A pesar de que la educación rural fue concebida para complementar y fomentar el desarrollo agrícola, el temprano abandono de la reforma agraria hacía de la escuela la única vía para escapar de la pobreza rural que, no obstante los brotes agraristas oficiales, condenaba al campesino a una vida de miseria. Mientras que la población rural a veces se negaba a mandar a sus hijos a la escuela, porque necesitaba la mano de obra en la milpa, la utilidad de la educación se hizo visible porque una política redentora hacia el campo nunca se consumó.
Con todo y su precariedad, las normales rurales eran un espacio privilegiado para los campesinos. “Aunque la comida era muy raquítica –recuerda un ex alumno–, ya estaba segura, y acá a donde yo vivía a veces no teníamos ni para comer”. Era una situación privilegiada, pero los alumnos tampoco se resignaban. La mejora de condiciones de vivienda y estudio era una petición constante, y las carencias, motivo de frecuentes huelgas. Los estudiantes señalaban lo ridículo de una situación en la cual un caballo del ejército obtenía un presupuesto mayor al de un normalista.
Si las condiciones en las normales rurales eran precarias, en las comunidades donde los maestros enseñaban eran devastadoras. El Estado les había asignado la formación de ciudadanos civilizados, lo cual significaba la instrucción sobre técnicas higiénicas modernas, el abandono del alcohol y la renuncia al fanatismo religioso. Pero al llegar a los pueblos, el principal problema no era una retrógrada práctica cultural de sus habitantes, sino una falta de infraestructura sin la cual era imposible el cambio moderno que el Estado pregonaba. Las memorias publicadas por la SEP dan cuenta de esta experiencia: “Los niños tomaban pulque, a veces como único alimento, y me enfrento frecuentemente con el trágico problema de su asistencia con cierto grado de perturbación mental que no llega a la embriaguez completa”.

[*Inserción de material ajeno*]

//! Table definitions.

use serde::{Deserialize, Serialize};

use crate::column::Column;
use crate::constraint::{CheckConstraint, DatabaseKey, KeyType, RelationalKey};
use crate::identifier::Identifier;
use crate::index::DatabaseIndex;
use crate::trigger::Trigger;

/// A relational table and the entities it owns.
///
/// Foreign keys are stored on the child table (`parent_keys`). Keys that
/// reference this table from other tables are not stored here; they are
/// derived from the enclosing snapshot.
#[derive(Debug, Clone, PartialEq, Eq, Hash, Serialize, Deserialize)]
pub struct Table {
    /// Table name.
    pub name: Identifier,
    /// Columns in declaration order.
    pub columns: Vec<Column>,
    /// Check constraints.
    #[serde(default, skip_serializing_if = "Vec::is_empty")]
    pub checks: Vec<CheckConstraint>,
    /// Indexes.
    #[serde(default, skip_serializing_if = "Vec::is_empty")]
    pub indexes: Vec<DatabaseIndex>,
    /// Primary key, if any.
    #[serde(default, skip_serializing_if = "Option::is_none")]
    pub primary_key: Option<DatabaseKey>,
    /// Unique keys.
    #[serde(default, skip_serializing_if = "Vec::is_empty")]
    pub unique_keys: Vec<DatabaseKey>,
    /// Foreign keys declared on this table.
    #[serde(default, skip_serializing_if = "Vec::is_empty")]
    pub parent_keys: Vec<RelationalKey>,
    /// Triggers.
    #[serde(default, skip_serializing_if = "Vec::is_empty")]
    pub triggers: Vec<Trigger>,
}

impl Table {
    /// Creates an empty table.
    #[must_use]
    pub fn new(name: impl Into<Identifier>) -> Self {
        Self {
            name: name.into(),
            columns: Vec::new(),
            checks: Vec::new(),
            indexes: Vec::new(),
            primary_key: None,
            unique_keys: Vec::new(),
            parent_keys: Vec::new(),
            triggers: Vec::new(),
        }
    }

    /// Adds a column.
    #[must_use]
    pub fn column(mut self, column: Column) -> Self {
        self.columns.push(column);
        self
    }

    /// Sets the primary key.
    #[must_use]
    pub fn primary_key(mut self, key: DatabaseKey) -> Self {
        self.primary_key = Some(DatabaseKey {
            key_type: KeyType::Primary,
            ..key
        });
        self
    }

    /// Adds a unique key.
    #[must_use]
    pub fn unique_key(mut self, key: DatabaseKey) -> Self {
        self.unique_keys.push(DatabaseKey {
            key_type: KeyType::Unique,
            ..key
        });
        self
    }

    /// Adds a foreign key referencing `parent_table`.
    ///
    /// The child table of the relationship is always this table.
    #[must_use]
    pub fn foreign_key(mut self, key: RelationalKey) -> Self {
        self.parent_keys.push(RelationalKey {
            child_table: self.name.clone(),
            ..key
        });
        self
    }

    /// Adds an index.
    #[must_use]
    pub fn index(mut self, index: DatabaseIndex) -> Self {
        self.indexes.push(index);
        self
    }

    /// Adds a check constraint.
    #[must_use]
    pub fn check(mut self, check: CheckConstraint) -> Self {
        self.checks.push(check);
        self
    }

    /// Adds a trigger.
    #[must_use]
    pub fn trigger(mut self, trigger: Trigger) -> Self {
        self.triggers.push(trigger);
        self
    }

    /// Gets a column by local name.
    #[must_use]
    pub fn get_column(&self, name: &str) -> Option<&Column> {
        self.columns.iter().find(|c| c.local_name() == name)
    }

    /// Gets a mutable column by local name.
    #[must_use]
    pub fn get_column_mut(&mut self, name: &str) -> Option<&mut Column> {
        self.columns.iter_mut().find(|c| c.local_name() == name)
    }

    /// Gets an index by local name.
    #[must_use]
    pub fn get_index(&self, name: &str) -> Option<&DatabaseIndex> {
        self.indexes.iter().find(|i| i.local_name() == name)
    }

    /// Returns the table with no constraints, indexes or triggers: only its
    /// name and columns.
    #[must_use]
    pub fn columns_only(&self) -> Self {
        Self {
            name: self.name.clone(),
            columns: self.columns.clone(),
            ..Self::new(self.name.clone())
        }
    }

    /// Returns the table's local name.
    #[must_use]
    pub fn local_name(&self) -> &str {
        self.name.local_name()
    }
}

#[cfg(test)]
mod tests {
    use super::*;
    use crate::column::DataType;
    use crate::constraint::ReferentialAction;

    fn users() -> Table {
        Table::new("users")
            .column(Column::new("id", DataType::new("integer")).not_null())
            .column(Column::new("email", DataType::new("text")))
            .primary_key(DatabaseKey::primary(["id"]).named("pk_users"))
            .unique_key(DatabaseKey::unique(["email"]))
            .index(DatabaseIndex::new("ix_users_email", ["email"]))
    }

    #[test]
    fn test_table_builder() {
        let table = users();
        assert_eq!(table.local_name(), "users");
        assert_eq!(table.columns.len(), 2);
        assert!(table.get_column("email").is_some());
        assert!(table.get_column("missing").is_none());
        assert!(table.get_index("ix_users_email").is_some());
        assert_eq!(table.unique_keys[0].key_type, KeyType::Unique);
    }

    #[test]
    fn test_primary_key_type_is_forced() {
        let table = Table::new("t").primary_key(DatabaseKey::unique(["id"]));
        assert_eq!(
            table.primary_key.map(|k| k.key_type),
            Some(KeyType::Primary)
        );
    }

    #[test]
    fn test_foreign_key_child_is_owner() {
        let table = Table::new("orders").foreign_key(
            RelationalKey::new(
                "somewhere_else",
                DatabaseKey::foreign(["user_id"]),
                "users",
                DatabaseKey::primary(["id"]),
            )
            .on_delete(ReferentialAction::Cascade),
        );

        assert_eq!(table.parent_keys[0].child_table, Identifier::new("orders"));
        assert_eq!(table.parent_keys[0].parent_table, Identifier::new("users"));
    }

    #[test]
    fn test_columns_only() {
        let bare = users().columns_only();
        assert_eq!(bare.columns.len(), 2);
        assert!(bare.primary_key.is_none());
        assert!(bare.indexes.is_empty());
        assert!(bare.unique_keys.is_empty());
    }
}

Dado el poco apoyo que tenían, los maestros rurales lograron verdaderos milagros, casi siempre gracias al esfuerzo de las mismas comunidades las que compensaban la falta de infraestructura. Habría que preguntarse qué se hubiera alcanzado en el terreno educativo con un sistema bien financiado que en vez de cerrar normales las dotara de los recursos necesarios para que laboraran de acuerdo con sus ideales.
* Profesora del Dartmouth College. Su libro Rural resistance in the land of Zapata: the jaramillista movement and the myth of the pax priísta, 1940-1962, publicado por Duke University Press, aparecerá el próximo octubre.